Which of the following values can the function $y = \tan(x)$ take on if $\frac{\pi}{2} \lt x \lt \frac{3\pi}{4}$ holds

Question

I have this mathematical problem, but can't seem to figure out reasoning behind this:

Which of the following values can the function $y = \tan(x)$ take on if $\frac{\pi}{2} \lt x \lt \frac{3\pi}{4}$ holds?

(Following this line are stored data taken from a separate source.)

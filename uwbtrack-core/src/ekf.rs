//! Range-Only Extended Kalman Filter
//!
//! ## Model
//!
//! State `[x, y, vx, vy]`, constant velocity between cycles:
//!
//! ```text
//! Predict:   x̂ = F·x          F = [1 0 dt 0; 0 1 0 dt; 0 0 1 0; 0 0 0 1]
//!            P = F·P·Fᵀ + Q
//! ```
//!
//! Each anchor with a range contributes one nonlinear measurement
//! `h_i(x) = ‖p − a_i‖`, linearized around the prediction:
//!
//! ```text
//! H_i  = [(x − ax)/h_i, (y − ay)/h_i, 0, 0]
//! S    = H·P·Hᵀ + diag(σ²)
//! δ    = yᵀ·S⁻¹·y                      gate: δ ≤ multiplier × m
//! K    = P·Hᵀ·S⁻¹
//! x̂    = x̂ + K·y
//! P    = (I − K·H)·P·(I − K·H)ᵀ + K·diag(σ²)·Kᵀ
//! ```
//!
//! ## Fixed Shapes
//!
//! The measurement side is always N rows, one per anchor. An anchor without
//! a range gets a zero Jacobian row, zero innovation and a unit diagonal in
//! S, which makes its Kalman gain column exactly zero. The gate still counts
//! only the `m` anchors that actually reported.
//!
//! ## Failure Semantics
//!
//! [`RangeEkf::try_update`] computes everything before touching the state, so
//! every error leaves the prior belief exactly as it was.

use crate::{
    config::{AnchorSet, EstimatorConfig},
    constants::{GATING_RETRY_INFLATION, MIN_PREDICTED_RANGE},
    errors::{TrackingError, TrackingResult},
    linalg::{
        add, diagonal, identity, invert, make_symmetric, matvec, multiply, subtract, transpose,
        Matrix, SquareMatrix, Vector,
    },
    trilateration::Position,
};

/// State dimension: x, y, vx, vy
pub const STATE_DIM: usize = 4;

/// Position and velocity snapshot
#[derive(Debug, Clone, Copy, PartialEq, Default)]
#[cfg_attr(feature = "serde", derive(serde::Serialize, serde::Deserialize))]
pub struct EstimatorState {
    /// X position (m)
    pub x: f32,
    /// Y position (m)
    pub y: f32,
    /// X velocity (m/s)
    pub vx: f32,
    /// Y velocity (m/s)
    pub vy: f32,
}

impl EstimatorState {
    /// Position part
    pub fn position(&self) -> Position {
        Position { x: self.x, y: self.y }
    }

    fn as_vector(&self) -> Vector<STATE_DIM> {
        [self.x, self.y, self.vx, self.vy]
    }

    fn from_vector(v: &Vector<STATE_DIM>) -> Self {
        Self { x: v[0], y: v[1], vx: v[2], vy: v[3] }
    }
}

/// Result of an accepted correction
#[derive(Debug, Clone, Copy, PartialEq)]
pub struct UpdateOutcome {
    /// Squared Mahalanobis distance of the innovation
    pub mahalanobis: f32,
    /// Gate it was compared against
    pub threshold: f32,
    /// Ranges used
    pub measurements: usize,
    /// Accepted only after the inflated-noise retry
    pub retried: bool,
}

/// 4-state constant-velocity EKF over anchor ranges
#[derive(Debug, Clone)]
pub struct RangeEkf<const N: usize> {
    state: Vector<STATE_DIM>,
    covariance: SquareMatrix<STATE_DIM>,
    anchors: AnchorSet<N>,
    transition: SquareMatrix<STATE_DIM>,
    process_noise: SquareMatrix<STATE_DIM>,
    config: EstimatorConfig,
}

impl<const N: usize> RangeEkf<N> {
    /// Filter at the origin with covariance `initial_variance · I`
    pub fn new(anchors: AnchorSet<N>, config: EstimatorConfig) -> Self {
        let dt = config.dt;
        let mut transition = identity();
        transition[0][2] = dt;
        transition[1][3] = dt;

        Self {
            state: [0.0; STATE_DIM],
            covariance: diagonal(&[config.initial_variance; STATE_DIM]),
            anchors,
            transition,
            process_noise: config.process_noise(),
            config,
        }
    }

    /// Propagate one timestep
    pub fn predict(&mut self) {
        let mut next = [0.0; STATE_DIM];
        matvec(&self.transition, &self.state, &mut next);
        self.state = next;

        let mut fp = [[0.0; STATE_DIM]; STATE_DIM];
        multiply(&self.transition, &self.covariance, &mut fp);

        let mut f_t = [[0.0; STATE_DIM]; STATE_DIM];
        transpose(&self.transition, &mut f_t);

        let mut fpf_t = [[0.0; STATE_DIM]; STATE_DIM];
        multiply(&fp, &f_t, &mut fpf_t);

        add(&fpf_t, &self.process_noise, &mut self.covariance);
        make_symmetric(&mut self.covariance);
    }

    /// Range from the current position estimate to every anchor
    pub fn predicted_ranges(&self) -> [f32; N] {
        self.anchors.ranges_from(self.state[0], self.state[1])
    }

    /// Single correction attempt; on any error the state is unchanged
    ///
    /// `ranges[i]` and `sigmas[i]` belong to anchor `i`. Sigmas of anchors
    /// without a range are ignored.
    pub fn try_update(
        &mut self,
        ranges: &[Option<f32>; N],
        sigmas: &[f32; N],
    ) -> TrackingResult<UpdateOutcome> {
        let m = ranges.iter().filter(|r| r.is_some()).count();
        if m < self.config.min_anchors {
            return Err(TrackingError::InsufficientAnchors {
                required: self.config.min_anchors,
                available: m,
            });
        }

        // Jacobian, innovation and noise, one row per anchor
        let mut h: Matrix<N, STATE_DIM> = [[0.0; STATE_DIM]; N];
        let mut innovation: Vector<N> = [0.0; N];
        let mut r_var: Vector<N> = [0.0; N];
        for (i, range) in ranges.iter().enumerate() {
            let z = match range {
                Some(z) => *z,
                None => continue,
            };
            let dx = self.state[0] - self.anchors[i].x;
            let dy = self.state[1] - self.anchors[i].y;
            let predicted = libm::sqrtf(dx * dx + dy * dy).max(MIN_PREDICTED_RANGE);

            h[i] = [dx / predicted, dy / predicted, 0.0, 0.0];
            innovation[i] = z - predicted;
            r_var[i] = sigmas[i] * sigmas[i];
        }

        // S = H·P·Hᵀ + R
        let mut h_t: Matrix<STATE_DIM, N> = [[0.0; N]; STATE_DIM];
        transpose(&h, &mut h_t);

        let mut hp: Matrix<N, STATE_DIM> = [[0.0; STATE_DIM]; N];
        multiply(&h, &self.covariance, &mut hp);

        let mut s: SquareMatrix<N> = [[0.0; N]; N];
        multiply(&hp, &h_t, &mut s);
        for i in 0..N {
            s[i][i] += if ranges[i].is_some() { r_var[i] } else { 1.0 };
        }

        let mut s_inv: SquareMatrix<N> = [[0.0; N]; N];
        if let Err(e) = invert(&s, &mut s_inv) {
            log_warn!("innovation covariance is singular, update skipped");
            return Err(e);
        }

        // Gate on δ = yᵀ·S⁻¹·y
        let mut s_inv_y: Vector<N> = [0.0; N];
        matvec(&s_inv, &innovation, &mut s_inv_y);
        let mahalanobis: f32 = innovation.iter().zip(s_inv_y.iter()).map(|(a, b)| a * b).sum();
        let threshold = self.config.gating_multiplier * m as f32;

        if !(mahalanobis <= threshold) {
            return Err(TrackingError::GatingRejected {
                distance: mahalanobis,
                threshold,
            });
        }

        // K = P·Hᵀ·S⁻¹
        let mut ph_t: Matrix<STATE_DIM, N> = [[0.0; N]; STATE_DIM];
        multiply(&self.covariance, &h_t, &mut ph_t);

        let mut gain: Matrix<STATE_DIM, N> = [[0.0; N]; STATE_DIM];
        multiply(&ph_t, &s_inv, &mut gain);

        let mut correction = [0.0; STATE_DIM];
        matvec(&gain, &innovation, &mut correction);
        for (x, dx) in self.state.iter_mut().zip(correction.iter()) {
            *x += dx;
        }

        self.joseph_update(&gain, &h, &r_var);

        Ok(UpdateOutcome {
            mahalanobis,
            threshold,
            measurements: m,
            retried: false,
        })
    }

    /// P = (I − K·H)·P·(I − K·H)ᵀ + K·R·Kᵀ
    fn joseph_update(
        &mut self,
        gain: &Matrix<STATE_DIM, N>,
        h: &Matrix<N, STATE_DIM>,
        r_var: &Vector<N>,
    ) {
        let mut kh = [[0.0; STATE_DIM]; STATE_DIM];
        multiply(gain, h, &mut kh);

        let mut i_kh = [[0.0; STATE_DIM]; STATE_DIM];
        subtract(&identity(), &kh, &mut i_kh);

        let mut i_kh_t = [[0.0; STATE_DIM]; STATE_DIM];
        transpose(&i_kh, &mut i_kh_t);

        let mut temp = [[0.0; STATE_DIM]; STATE_DIM];
        multiply(&i_kh, &self.covariance, &mut temp);

        let mut projected = [[0.0; STATE_DIM]; STATE_DIM];
        multiply(&temp, &i_kh_t, &mut projected);

        let r: SquareMatrix<N> = diagonal(r_var);
        let mut kr: Matrix<STATE_DIM, N> = [[0.0; N]; STATE_DIM];
        multiply(gain, &r, &mut kr);

        let mut k_t: Matrix<N, STATE_DIM> = [[0.0; STATE_DIM]; N];
        transpose(gain, &mut k_t);

        let mut krk_t = [[0.0; STATE_DIM]; STATE_DIM];
        multiply(&kr, &k_t, &mut krk_t);

        add(&projected, &krk_t, &mut self.covariance);
        make_symmetric(&mut self.covariance);
    }

    /// Correction with one inflated-noise retry
    ///
    /// A gate rejection is retried exactly once through
    /// [`retry_inflated`](Self::retry_inflated). Other failures are returned
    /// as they are.
    pub fn update(
        &mut self,
        ranges: &[Option<f32>; N],
        sigmas: &[f32; N],
    ) -> TrackingResult<UpdateOutcome> {
        match self.try_update(ranges, sigmas) {
            Err(TrackingError::GatingRejected { distance, threshold }) => {
                log_debug!("gating rejected ({} > {}), retrying with inflated noise", distance, threshold);
                self.retry_inflated(ranges, sigmas)
            }
            other => other,
        }
    }

    /// Second correction attempt with every sigma multiplied by four
    ///
    /// Whatever the result, the attempt counts as a retry; a success is
    /// marked `retried`.
    pub fn retry_inflated(
        &mut self,
        ranges: &[Option<f32>; N],
        sigmas: &[f32; N],
    ) -> TrackingResult<UpdateOutcome> {
        let inflated = sigmas.map(|s| s * GATING_RETRY_INFLATION);
        match self.try_update(ranges, &inflated) {
            Ok(outcome) => Ok(UpdateOutcome { retried: true, ..outcome }),
            Err(e) => {
                log_warn!("update abandoned after inflated retry: {}", e);
                Err(e)
            }
        }
    }

    /// Hard reset to a trilateration fix
    ///
    /// Velocity is zeroed, so its variance returns to the initial value along
    /// with the positional reset.
    pub fn reseed(&mut self, position: Position) {
        self.state = [position.x, position.y, 0.0, 0.0];
        let pv = self.config.reseed_position_variance;
        let vv = self.config.initial_variance;
        self.covariance = diagonal(&[pv, pv, vv, vv]);
    }

    /// Overwrite the state and optionally the covariance
    pub fn set_state(&mut self, state: EstimatorState, covariance: Option<SquareMatrix<STATE_DIM>>) {
        self.state = state.as_vector();
        if let Some(p) = covariance {
            self.covariance = p;
            make_symmetric(&mut self.covariance);
        }
    }

    /// Back to the origin with the initial covariance
    pub fn reset(&mut self) {
        self.state = [0.0; STATE_DIM];
        self.covariance = diagonal(&[self.config.initial_variance; STATE_DIM]);
    }

    /// Current estimate
    pub fn snapshot(&self) -> EstimatorState {
        EstimatorState::from_vector(&self.state)
    }

    /// Current position estimate
    pub fn position(&self) -> Position {
        Position { x: self.state[0], y: self.state[1] }
    }

    /// State covariance
    pub fn covariance(&self) -> &SquareMatrix<STATE_DIM> {
        &self.covariance
    }

    /// Larger of the x and y variances
    pub fn position_variance(&self) -> f32 {
        self.covariance[0][0].max(self.covariance[1][1])
    }

    /// Anchor table the measurement model uses
    pub fn anchors(&self) -> &AnchorSet<N> {
        &self.anchors
    }

    /// Tuning
    pub fn config(&self) -> &EstimatorConfig {
        &self.config
    }
}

List of options to choose:

• $-8$
• $-\frac{1}{8}$
• $0$
• $\frac{1}{8}$
• $8$

I knew that on this interval of unit circle, the value of $\tan(x)$ will be negative, since value of $\cos(x)$ is negative and $\sin(x)$ is positive here. So either $-8$ or $-\frac{1}{8}$ has to be the right answer. I choose $-\frac{1}{8}$, but the correct answer was $-8$. Why?

Answer 1

It's because you are in only half of the second quadrant, the half that is closer to the $y$ axis. This means in that 45 degree arc, the $x$ coordinate will be smaller than the $y$ coordinate in absolute value, and since $\tan(\theta)=\frac y x$ where $(x,y)$ is the point on the unit circle associated with $\theta$, in this area your numerator will be greater than your denominator, which means the magnitude will be greater than 1.